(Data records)
━━━━━━━━━━━━━━━━━━━━━━━━━━━━━━

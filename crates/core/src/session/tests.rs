use super::*;
use crate::config::{CorrectAnswerPolicy, SessionConfig, SubmitGate};
use crate::model::{
    Answer, AnswerId, AssessmentResult, Difficulty, Question, QuestionId, Quiz, QuizError,
    ScoreBreakdown,
};
use crate::time::fixed_now;

fn question(id: &str, difficulty: Difficulty, weight: u32) -> Question {
    Question::new(
        id,
        format!("Prompt {id}"),
        difficulty,
        weight,
        vec![
            Answer::new(format!("{id}-a").as_str(), "Alpha", true),
            Answer::new(format!("{id}-b").as_str(), "Beta", false),
        ],
    )
    .unwrap()
}

fn quiz() -> Quiz {
    Quiz::new(
        "quiz-1",
        vec![
            question("q1", Difficulty::Easy, 1),
            question("q2", Difficulty::Medium, 1),
            question("q3", Difficulty::Hard, 2),
        ],
    )
    .unwrap()
}

fn config(duration_secs: u32) -> SessionConfig {
    SessionConfig::default().with_duration_secs(duration_secs).unwrap()
}

fn started(config: SessionConfig) -> Session {
    let mut session = Session::new(config);
    session.load(quiz()).unwrap();
    session.start(fixed_now()).unwrap();
    session
}

fn qid(id: &str) -> QuestionId {
    QuestionId::new(id)
}

fn aid(id: &str) -> AnswerId {
    AnswerId::new(id)
}

fn result() -> AssessmentResult {
    AssessmentResult::new(crate::model::QuizId::new("quiz-1"), 75.0, ScoreBreakdown::default())
}

#[test]
fn start_requires_loaded_questions() {
    let mut session = Session::new(SessionConfig::default());
    assert_eq!(session.start(fixed_now()), Err(SessionError::NotLoaded));

    session.load(quiz()).unwrap();
    session.start(fixed_now()).unwrap();
    assert_eq!(session.phase(), Phase::InProgress);
    assert_eq!(session.started_at(), Some(fixed_now()));
    assert_eq!(session.remaining_secs(), 1800);
}

#[test]
fn strict_policy_rejects_ambiguous_question_at_load() {
    let ambiguous = Question::new(
        "q1",
        "P",
        Difficulty::Easy,
        1,
        vec![Answer::new("a", "x", true), Answer::new("b", "y", true)],
    )
    .unwrap();
    let quiz = Quiz::new("quiz", vec![ambiguous]).unwrap();

    let mut strict = Session::new(SessionConfig::default());
    assert!(matches!(strict.load(quiz.clone()), Err(SessionError::Quiz(QuizError::Question(_)))));
    assert!(!strict.is_loaded());

    let mut lenient = Session::new(
        SessionConfig::default().with_correct_answer_policy(CorrectAnswerPolicy::FirstFlagged),
    );
    lenient.load(quiz).unwrap();
    assert!(lenient.is_loaded());
}

#[test]
fn reselecting_overwrites_and_same_selection_is_a_no_op() {
    let mut session = started(SessionConfig::default());

    assert_eq!(session.select_answer(&qid("q1"), aid("q1-a")), Ok(true));
    assert_eq!(session.select_answer(&qid("q1"), aid("q1-a")), Ok(false));
    assert_eq!(session.select_answer(&qid("q1"), aid("q1-b")), Ok(true));

    assert_eq!(session.answered_count(), 1);
    assert_eq!(session.selection_for(&qid("q1")), Some(&aid("q1-b")));
}

#[test]
fn selection_must_belong_to_the_question() {
    let mut session = started(SessionConfig::default());

    assert_eq!(
        session.select_answer(&qid("q1"), aid("q2-a")),
        Err(SessionError::UnknownAnswer {
            question_id: qid("q1"),
            answer_id: aid("q2-a"),
        })
    );
    assert_eq!(
        session.select_answer(&qid("nope"), aid("q1-a")),
        Err(SessionError::UnknownQuestion(qid("nope")))
    );
    assert_eq!(session.answered_count(), 0);
}

#[test]
fn navigation_is_free_and_bounded() {
    let mut session = started(SessionConfig::default());

    session.navigate(2).unwrap();
    assert!(session.is_last_question());
    assert_eq!(session.next(), Ok(2));

    assert_eq!(
        session.navigate(3),
        Err(SessionError::IndexOutOfRange { index: 3, len: 3 })
    );
    assert_eq!(session.current_index(), 2);

    session.navigate(0).unwrap();
    assert_eq!(session.previous(), Ok(0));
    assert_eq!(session.next(), Ok(1));
}

#[test]
fn manual_submit_with_no_answers_is_rejected_locally() {
    let mut session = started(SessionConfig::default());

    let err = session.begin_submit(SubmitTrigger::Manual, fixed_now()).unwrap_err();

    assert_eq!(err, SessionError::NoAnswers);
    assert!(err.is_local_validation());
    assert_eq!(session.phase(), Phase::InProgress);
    assert!(!session.can_submit());
}

#[test]
fn all_answered_gate_requires_every_question() {
    let mut session = started(SessionConfig::default().with_submit_gate(SubmitGate::AllAnswered));
    session.select_answer(&qid("q1"), aid("q1-a")).unwrap();

    assert_eq!(
        session.begin_submit(SubmitTrigger::Manual, fixed_now()),
        Err(SessionError::Incomplete { answered: 1, total: 3 })
    );

    session.select_answer(&qid("q2"), aid("q2-a")).unwrap();
    session.select_answer(&qid("q3"), aid("q3-b")).unwrap();
    assert!(session.can_submit());
}

#[test]
fn submission_is_dense_and_in_question_order() {
    let mut session = started(SessionConfig::default());
    session.select_answer(&qid("q3"), aid("q3-a")).unwrap();
    session.select_answer(&qid("q1"), aid("q1-b")).unwrap();

    let submission = session.begin_submit(SubmitTrigger::Manual, fixed_now()).unwrap();

    assert_eq!(submission.quiz_id.as_str(), "quiz-1");
    assert_eq!(submission.trigger, SubmitTrigger::Manual);
    let pairs: Vec<_> = submission
        .answers
        .iter()
        .map(|a| (a.question_id.as_str(), a.answer_id.as_str()))
        .collect();
    assert_eq!(pairs, vec![("q1", "q1-b"), ("q3", "q3-a")]);
    assert_eq!(session.phase(), Phase::Submitting);
    assert_eq!(session.submitted_at(), Some(fixed_now()));
}

#[test]
fn second_submit_while_in_flight_is_rejected() {
    let mut session = started(SessionConfig::default());
    session.select_answer(&qid("q1"), aid("q1-a")).unwrap();
    session.begin_submit(SubmitTrigger::Manual, fixed_now()).unwrap();

    assert_eq!(
        session.begin_submit(SubmitTrigger::Manual, fixed_now()),
        Err(SessionError::SubmissionInFlight)
    );
    assert_eq!(
        session.select_answer(&qid("q2"), aid("q2-a")),
        Err(SessionError::SubmissionInFlight)
    );
    assert_eq!(session.reset(), Err(SessionError::SubmissionInFlight));
}

#[test]
fn failed_submit_preserves_selections_and_time() {
    let mut session = started(config(60));
    session.select_answer(&qid("q1"), aid("q1-a")).unwrap();
    session.navigate(1).unwrap();
    for _ in 0..10 {
        session.tick();
    }

    session.begin_submit(SubmitTrigger::Manual, fixed_now()).unwrap();
    session.fail_submit("network down").unwrap();

    assert_eq!(session.phase(), Phase::InProgress);
    assert_eq!(session.last_error(), Some("network down"));
    assert_eq!(session.selection_for(&qid("q1")), Some(&aid("q1-a")));
    assert_eq!(session.current_index(), 1);
    assert_eq!(session.remaining_secs(), 50);
    assert_eq!(session.submitted_at(), None);

    session.begin_submit(SubmitTrigger::Manual, fixed_now()).unwrap();
    assert_eq!(session.last_error(), None);
}

#[test]
fn ticks_only_count_down_while_in_progress() {
    let mut session = Session::new(config(3));
    session.load(quiz()).unwrap();
    assert_eq!(session.tick(), TickOutcome::Idle);

    session.start(fixed_now()).unwrap();
    assert_eq!(session.tick(), TickOutcome::Running { remaining_secs: 2 });

    session.select_answer(&qid("q1"), aid("q1-a")).unwrap();
    session.begin_submit(SubmitTrigger::Manual, fixed_now()).unwrap();
    assert_eq!(session.tick(), TickOutcome::Idle);
    assert_eq!(session.remaining_secs(), 2);
}

#[test]
fn expiry_fires_exactly_once() {
    let mut session = started(config(2));

    assert_eq!(session.tick(), TickOutcome::Running { remaining_secs: 1 });
    assert_eq!(session.tick(), TickOutcome::Expired);
    assert!(session.is_expired());
    assert_eq!(session.tick(), TickOutcome::Idle);
    assert_eq!(session.remaining_secs(), 0);
}

#[test]
fn timeout_submit_bypasses_the_gate() {
    let mut session = started(config(1).with_submit_gate(SubmitGate::AllAnswered));
    assert_eq!(session.tick(), TickOutcome::Expired);

    let submission = session.begin_submit(SubmitTrigger::Timeout, fixed_now()).unwrap();

    assert!(submission.answers.is_empty());
    assert_eq!(submission.trigger, SubmitTrigger::Timeout);
}

#[test]
fn expired_session_does_not_restart_the_countdown_after_failure() {
    let mut session = started(config(1));
    session.tick();
    session.begin_submit(SubmitTrigger::Timeout, fixed_now()).unwrap();
    session.fail_submit("timeout").unwrap();

    assert!(session.is_expired());
    assert_eq!(session.tick(), TickOutcome::Idle);

    session.select_answer(&qid("q1"), aid("q1-a")).unwrap();
    assert!(session.begin_submit(SubmitTrigger::Manual, fixed_now()).is_ok());
}

#[test]
fn manual_retry_after_expiry_skips_the_all_answered_gate() {
    let mut session = started(config(1).with_submit_gate(SubmitGate::AllAnswered));
    session.select_answer(&qid("q2"), aid("q2-a")).unwrap();
    assert_eq!(session.tick(), TickOutcome::Expired);
    session.begin_submit(SubmitTrigger::Timeout, fixed_now()).unwrap();
    session.fail_submit("request timed out").unwrap();

    assert!(session.can_submit());
    let retry = session.begin_submit(SubmitTrigger::Manual, fixed_now()).unwrap();
    assert_eq!(retry.answers.len(), 1);
    assert_eq!(retry.trigger, SubmitTrigger::Manual);
}

#[test]
fn manual_retry_after_expiry_is_allowed_with_no_answers() {
    let mut session = started(config(1));
    session.tick();
    session.begin_submit(SubmitTrigger::Timeout, fixed_now()).unwrap();
    session.fail_submit("request timed out").unwrap();

    let retry = session.begin_submit(SubmitTrigger::Manual, fixed_now()).unwrap();
    assert!(retry.answers.is_empty());
}

#[test]
fn cancelled_submit_returns_to_answering() {
    let mut session = started(config(60));
    session.select_answer(&qid("q3"), aid("q3-b")).unwrap();
    session.navigate(2).unwrap();
    session.tick();
    session.begin_submit(SubmitTrigger::Manual, fixed_now()).unwrap();

    session.cancel_submit().unwrap();

    assert_eq!(session.phase(), Phase::InProgress);
    assert_eq!(session.current_index(), 2);
    assert_eq!(session.remaining_secs(), 59);
    assert_eq!(session.submitted_at(), None);
    assert!(session.last_error().is_some());
    assert!(matches!(
        session.cancel_submit(),
        Err(SessionError::InvalidPhase { .. })
    ));
    assert!(session.begin_submit(SubmitTrigger::Manual, fixed_now()).is_ok());
}

#[test]
fn completed_session_is_read_only() {
    let mut session = started(SessionConfig::default());
    session.select_answer(&qid("q1"), aid("q1-a")).unwrap();
    session.begin_submit(SubmitTrigger::Manual, fixed_now()).unwrap();
    session.complete_submit(result()).unwrap();

    assert_eq!(session.phase(), Phase::Completed);
    assert_eq!(session.result().map(|r| r.score), Some(75.0));
    assert_eq!(
        session.select_answer(&qid("q1"), aid("q1-b")),
        Err(SessionError::ReadOnly)
    );
    assert!(matches!(
        session.begin_submit(SubmitTrigger::Manual, fixed_now()),
        Err(SessionError::InvalidPhase { .. })
    ));
    assert_eq!(session.selection_for(&qid("q1")), Some(&aid("q1-a")));
}

#[test]
fn review_mode_reveals_correctness() {
    let mut session = started(SessionConfig::default());
    assert!(session.review().is_err());

    session.select_answer(&qid("q1"), aid("q1-a")).unwrap();
    session.select_answer(&qid("q2"), aid("q2-b")).unwrap();
    session.begin_submit(SubmitTrigger::Manual, fixed_now()).unwrap();
    session.complete_submit(result()).unwrap();
    session.enter_review().unwrap();

    let review = session.review().unwrap();
    assert_eq!(review.len(), 3);
    assert!(review[0].is_correct);
    assert_eq!(review[0].verdict, "You correctly identified \"Alpha\" as the right answer.");
    assert!(!review[1].is_correct);
    assert_eq!(review[1].verdict, "The correct answer is \"Alpha\".");
    assert_eq!(review[1].explanation, FALLBACK_STUDY_HINT);
    assert!(!review[2].is_answered());
    assert!(review[1].options[1].is_selected);
    assert!(review[1].options[0].is_correct);

    session.navigate(2).unwrap();
    session.exit_review().unwrap();
    assert_eq!(session.phase(), Phase::Completed);
}

#[test]
fn review_prefers_the_question_explanation() {
    let question = question("q1", Difficulty::Easy, 1)
        .with_explanation(Some("Alpha comes first.".to_owned()));

    let review = review_question(&question, Some(&aid("q1-b")));

    assert_eq!(review.explanation, "Alpha comes first.");
}

#[test]
fn reset_clears_the_attempt_but_keeps_questions() {
    let mut session = started(config(10));
    session.select_answer(&qid("q1"), aid("q1-a")).unwrap();
    session.navigate(2).unwrap();
    session.tick();
    session.begin_submit(SubmitTrigger::Manual, fixed_now()).unwrap();
    session.complete_submit(result()).unwrap();

    session.reset().unwrap();

    assert_eq!(session.phase(), Phase::NotStarted);
    assert_eq!(session.answered_count(), 0);
    assert_eq!(session.current_index(), 0);
    assert_eq!(session.remaining_secs(), 10);
    assert!(session.result().is_none());
    assert!(!session.is_expired());
    assert_eq!(session.total_questions(), 3);

    session.unload().unwrap();
    assert!(!session.is_loaded());
    session.load(quiz()).unwrap();
}

#[test]
fn estimate_tracks_current_selections() {
    let mut session = started(SessionConfig::default());
    session.select_answer(&qid("q1"), aid("q1-a")).unwrap();
    session.select_answer(&qid("q3"), aid("q3-a")).unwrap();

    let estimate = session.estimate();

    assert_eq!(estimate.correct, 2);
    assert_eq!(estimate.weighted_percentage, 75);
}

━━━━━━━━━━━━━━━━━━━━━━━━━━━━━━

Look for the word "next". Copy out every line of the data that has it.

--- RESULT OF THIS EXERCISE ---
    assert_eq!(session.next(), Ok(2));
    assert_eq!(session.next(), Ok(1));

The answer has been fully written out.